The drama, about a persecuted Republican family in Spain during the Second World War, has taken $5m in the territory since its release on August 29.

'I want the largest number of people all over the world to see this film, because I believe it is worthwhile knowing the reality it depicts,' says Cuerda. 'I saw the film three times at the Toronto film festival (where it premiered) and the international audience was as knowledgeable and understanding as the Spanish.'

Based on the book of the same name by Alberto Mendez, The Blind Sunflowers focuses on the mother of a Republican family (played by Maribel Verdu) whose husband (Javier Camara) must hide in a secret room to avoid capture by General Franco's army, while their pregnant daughter is forced to flee to Portugal.

'The book is an excellent literary work, but was very difficult to adapt cinematographically. We took elements of the narrative drama and the characters' circumstances. But inevitably the structure of the script and the dialogue are different to the text of the novel,' explains Cuerda, who co-wrote the script with renowned writer Rafael Azcona, who died at the end of filming.

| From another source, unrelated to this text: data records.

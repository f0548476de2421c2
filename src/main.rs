use std::env;
use std::fs::File;
use std::io::{self, Write};
use std::os::fd::AsFd;
use std::path::Path;
use std::process;

use env_logger::Env;
use log::Level;

use rastro::{convert, load_ppd, parse_options, JobTicket};

fn main() {
    // CUPS reads the filter's stderr; each line must carry one of the
    // severity prefixes of the filter protocol.
    env_logger::Builder::from_env(Env::default().default_filter_or("info"))
        .format(|buf, record| {
            let tag = match record.level() {
                Level::Error => "ERROR",
                Level::Warn => "WARNING",
                Level::Info => "INFO",
                Level::Debug => "DEBUG",
                Level::Trace => "DEBUG2",
            };
            writeln!(buf, "{tag}: {}", record.args())
        })
        .init();

    let args: Vec<String> = env::args().collect();
    if args.len() < 6 || args.len() > 7 {
        eprintln!(
            "Usage: {} job-id user title copies options [file]",
            args.first().map(String::as_str).unwrap_or("rastro")
        );
        process::exit(1);
    }

    let mut ticket = JobTicket {
        printer: env::var("PRINTER").unwrap_or_default(),
        job_id: args[1].parse().unwrap_or(0),
        user: args[2].clone(),
        title: args[3].clone(),
        copies: args[4].parse().unwrap_or(1),
        options: parse_options(&args[5]),
        ..JobTicket::default()
    };
    if let Ok(ppd) = env::var("PPD") {
        match load_ppd(Path::new(&ppd)) {
            Ok(attrs) => ticket.printer_attrs = attrs,
            Err(err) => log::warn!("rastro: Unable to load PPD file {ppd}: {err}"),
        }
    }

    let output = match io::stdout().as_fd().try_clone_to_owned() {
        Ok(fd) => fd,
        Err(err) => {
            log::error!("rastro: Unable to duplicate stdout: {err}");
            process::exit(1);
        }
    };

    // Cancellation arrives as SIGTERM from the scheduler, which kills the
    // whole process group including the engine; there is nothing to poll
    // for when running standalone.
    let status = match args.get(6) {
        Some(path) => match File::open(path) {
            Ok(mut file) => convert(&mut file, output, &ticket, || false),
            Err(err) => {
                log::error!("rastro: Unable to open input file {path}: {err}");
                1
            }
        },
        None => convert(&mut io::stdin().lock(), output, &ticket, || false),
    };
    process::exit(status);
}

'Above all, we wanted to highlight the repression of the period and the fact people's real voices and lives were suppressed. The only way to survive was through lies,' Cuerda adds.

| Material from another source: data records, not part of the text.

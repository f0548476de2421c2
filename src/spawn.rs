use std::ffi::OsString;
use std::io::{self, BufRead, BufReader, PipeReader};
use std::os::fd::OwnedFd;
use std::os::unix::process::ExitStatusExt;
use std::process::{Command, ExitStatus, Stdio};
use std::thread;
use std::time::Duration;

use log::Level;

/// Status reported when no engine status was obtained: pipe or launch
/// failure, or a canceled job. Sits above both the exit-code range (0-255)
/// and the signal range (256 times the signal number).
pub const STATUS_ABORTED: i32 = 65536;

const WAIT_POLL_INTERVAL: Duration = Duration::from_millis(15);

/// Severity prefixes of the CUPS filter protocol, in match priority order.
/// Matching is case-sensitive and the order is part of the contract.
const SEVERITY_PREFIXES: &[(&str, Level)] = &[
    ("DEBUG: ", Level::Debug),
    ("DEBUG2: ", Level::Debug),
    ("INFO: ", Level::Info),
    ("WARNING: ", Level::Warn),
    ("ERROR: ", Level::Error),
];

/// Run the engine to completion, relaying its diagnostics.
///
/// The engine's stdout is bound to `output` and its stderr to a private
/// pipe drained by a relay thread. The wait loop polls both and checks
/// `is_canceled` once per round; on cancellation the engine is killed and
/// the call returns without waiting for either to die. The result is the
/// engine's exit code, `256 * signal` for a signal death, or
/// [`STATUS_ABORTED`] when no engine status was obtained.
pub fn supervise<F: Fn() -> bool>(argv: &[OsString], output: OwnedFd, is_canceled: F) -> i32 {
    log::debug!("{}", format_command_line(argv));

    let Some((program, engine_args)) = argv.split_first() else {
        log::error!("rastro: Empty engine command line");
        return STATUS_ABORTED;
    };

    let (err_read, err_write) = match io::pipe() {
        Ok(ends) => ends,
        Err(err) => {
            log::error!("rastro: Unable to establish stderr pipe for mutool call: {err}");
            return STATUS_ABORTED;
        }
    };

    // Spawn without binding the Command: it keeps copies of the pipe write
    // end and the output descriptor until dropped, and the relay only sees
    // end-of-stream once this process holds no write end.
    let mut engine = match Command::new(program)
        .args(engine_args)
        .stdin(Stdio::null())
        .stdout(Stdio::from(output))
        .stderr(Stdio::from(err_write))
        .spawn()
    {
        Ok(child) => child,
        Err(err) => {
            log::error!(
                "rastro: Unable to launch mutool: {}: {err}",
                program.to_string_lossy()
            );
            return STATUS_ABORTED;
        }
    };
    let engine_pid = engine.id();
    log::debug!("rastro: Started mutool (PID {engine_pid})");

    let mut relay = match thread::Builder::new()
        .name("stderr-relay".to_string())
        .spawn(move || relay_diagnostics(err_read))
    {
        Ok(handle) => {
            log::debug!("rastro: Started logging relay");
            Some(handle)
        }
        Err(err) => {
            log::error!("rastro: Unable to start logging relay: {err}");
            None
        }
    };

    let mut engine_pending = true;
    let mut relay_pending = relay.is_some();
    let mut status = STATUS_ABORTED;

    while engine_pending || relay_pending {
        if is_canceled() {
            log::debug!("rastro: Job canceled, killing mutool ...");
            // An engine that already finished keeps its recorded status; its
            // classification is authoritative even on a late cancel.
            if engine_pending {
                let _ = engine.kill();
                status = STATUS_ABORTED;
            }
            break;
        }

        if engine_pending {
            match engine.try_wait() {
                Ok(Some(exit)) => {
                    engine_pending = false;
                    status = classify_exit(engine_pid, exit);
                }
                Ok(None) => {}
                // Spurious wait errors are transient, keep polling.
                Err(_) => {}
            }
        }

        if relay_pending && relay.as_ref().is_some_and(|handle| handle.is_finished()) {
            relay_pending = false;
            if let Some(handle) = relay.take() {
                match handle.join() {
                    Ok(()) => log::debug!("rastro: Logging finished."),
                    Err(_) => log::error!("rastro: Logging relay panicked"),
                }
            }
        }

        if engine_pending || relay_pending {
            thread::sleep(WAIT_POLL_INTERVAL);
        }
    }

    status
}

fn classify_exit(pid: u32, exit: ExitStatus) -> i32 {
    if let Some(signal) = exit.signal() {
        log::error!("rastro: mutool (PID {pid}) crashed on signal {signal}");
        return 256 * signal;
    }
    match exit.code() {
        Some(code) if code != 0 => {
            log::error!("rastro: mutool (PID {pid}) stopped with status {code}");
            code
        }
        _ => {
            log::debug!("rastro: mutool (PID {pid}) exited with no errors.");
            0
        }
    }
}

fn format_command_line(argv: &[OsString]) -> String {
    let mut line = String::from("rastro: mutool command line:");
    for arg in argv {
        let arg = arg.to_string_lossy();
        line.push(' ');
        if arg.contains(' ') || arg.contains('\t') {
            line.push('\'');
            line.push_str(&arg);
            line.push('\'');
        } else {
            line.push_str(&arg);
        }
    }
    line
}

/// Drain the engine's stderr until end-of-stream, forwarding each line to
/// the log sink at the severity its prefix names. Read errors end the relay
/// silently; the engine's fate is tracked by the wait loop, not here.
fn relay_diagnostics(stderr: PipeReader) {
    let mut reader = BufReader::new(stderr);
    let mut line = Vec::new();
    loop {
        line.clear();
        match reader.read_until(b'\n', &mut line) {
            Ok(0) | Err(_) => break,
            Ok(_) => {}
        }
        let text = String::from_utf8_lossy(&line);
        let text = text.trim_end_matches(['\n', '\r']);
        let (level, message) = classify_line(text);
        log::log!(level, "rastro: {message}");
    }
}

fn classify_line(line: &str) -> (Level, &str) {
    for (prefix, level) in SEVERITY_PREFIXES {
        if let Some(rest) = line.strip_prefix(prefix) {
            return (*level, rest);
        }
    }
    (Level::Debug, line)
}

#[cfg(test)]
mod tests {
    use super::*;

    #[test]
    fn lines_classify_by_prefix_priority() {
        assert_eq!(classify_line("DEBUG: d"), (Level::Debug, "d"));
        assert_eq!(classify_line("DEBUG2: dd"), (Level::Debug, "dd"));
        assert_eq!(classify_line("INFO: i"), (Level::Info, "i"));
        assert_eq!(classify_line("WARNING: w"), (Level::Warn, "w"));
        assert_eq!(classify_line("ERROR: e"), (Level::Error, "e"));
    }

    #[test]
    fn unmatched_lines_pass_through_at_debug() {
        assert_eq!(classify_line("page 1/2"), (Level::Debug, "page 1/2"));
        // Prefix match is literal, including the space.
        assert_eq!(classify_line("ERROR:tight"), (Level::Debug, "ERROR:tight"));
        assert_eq!(classify_line("error: lower"), (Level::Debug, "error: lower"));
        assert_eq!(classify_line(""), (Level::Debug, ""));
    }

    #[test]
    fn exit_classification_separates_codes_from_signals() {
        assert_eq!(classify_exit(1, ExitStatus::from_raw(0)), 0);
        assert_eq!(classify_exit(1, ExitStatus::from_raw(0x0200)), 2);
        assert_eq!(classify_exit(1, ExitStatus::from_raw(0x7f00)), 127);
        assert_eq!(classify_exit(1, ExitStatus::from_raw(9)), 2304);
        assert_eq!(classify_exit(1, ExitStatus::from_raw(15)), 3840);
    }

    #[test]
    fn command_lines_quote_arguments_with_whitespace() {
        let argv: Vec<OsString> = ["mutool", "draw", "-o-", "/tmp/a b/input.pdf"]
            .iter()
            .map(OsString::from)
            .collect();
        assert_eq!(
            format_command_line(&argv),
            "rastro: mutool command line: mutool draw -o- '/tmp/a b/input.pdf'"
        );
    }
}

Fernando Bovaira, a producer at Sogecine, originally recommended the film idea to Cuerda, and came onboard as a producer alongside Cuerda's film company Producciones A Modino, with Emiliano Otegui's Eopc and Javier Alen's La Barouta as co-producers.

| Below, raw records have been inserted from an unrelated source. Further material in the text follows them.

// Pin-capability boundary for the drive and ranging hardware
//
// The original firmware reached the board through global pin writes. These
// traits make that boundary explicit: drive and range code is generic over
// the pin capabilities it needs, so tests and the demo binary can run
// against the recording backend in `sim` instead of real hardware.

use std::time::Duration;

pub mod sim;

pub use sim::{PinEvent, SimBus};

/// Errors surfaced by a pin backend
#[derive(Debug, thiserror::Error)]
pub enum HalError {
    #[error("Pin {pin} fault: {reason}")]
    Pin { pin: u8, reason: String },

    #[error("No echo pulse completed within {timeout:?}")]
    EchoTimeout { timeout: Duration },
}

/// A digital output pin.
pub trait DigitalOut {
    /// Drive the pin high (`true`) or low (`false`).
    fn write(&mut self, high: bool) -> Result<(), HalError>;
}

/// A PWM-capable output pin.
pub trait PwmOut {
    /// Apply `duty` as the pin's duty cycle.
    fn set_duty(&mut self, duty: u16) -> Result<(), HalError>;

    /// Platform PWM resolution: 255 on 8-bit timers, 1023 on 10-bit ones.
    fn max_duty(&self) -> u16;
}

/// A digital input pin that can time pulses.
pub trait EchoIn {
    /// Block until a high pulse on the pin completes and return its duration
    /// in microseconds.
    ///
    /// # Errors
    ///
    /// Returns [`HalError::EchoTimeout`] if no pulse completes within
    /// `timeout`.
    fn measure_pulse_us(&mut self, timeout: Duration) -> Result<u32, HalError>;
}

/// Microsecond-granularity busy wait.
pub trait Delay {
    fn delay_us(&mut self, us: u32);
}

But the producers struggled to raise the $5.7m (EUR4.5m) budget. 'It is very difficult to finance films in Spain, and The Blind Sunflowers was particularly difficult,' admits Cuerda. 'We had to rely on the financial support of Sempre Cinema, a public-private organisation run by the Galician government and the financial institution Caixa Galicia.'

Most of The Blind Sunflowers was shot last year in Galicia, where Cuerda's previous Franco drama, Butterfly's Tongue (1999), was also based. That film, about how a boy's life is transformed by the outbreak of civil war, was a winner at the Goya awards and featured in competition at the San Sebastian film festival.

Cuerda is also well known for his comedies, including On Earth As It Is In Heaven, Tocando Fondo, La Marrana and The Animated Forest.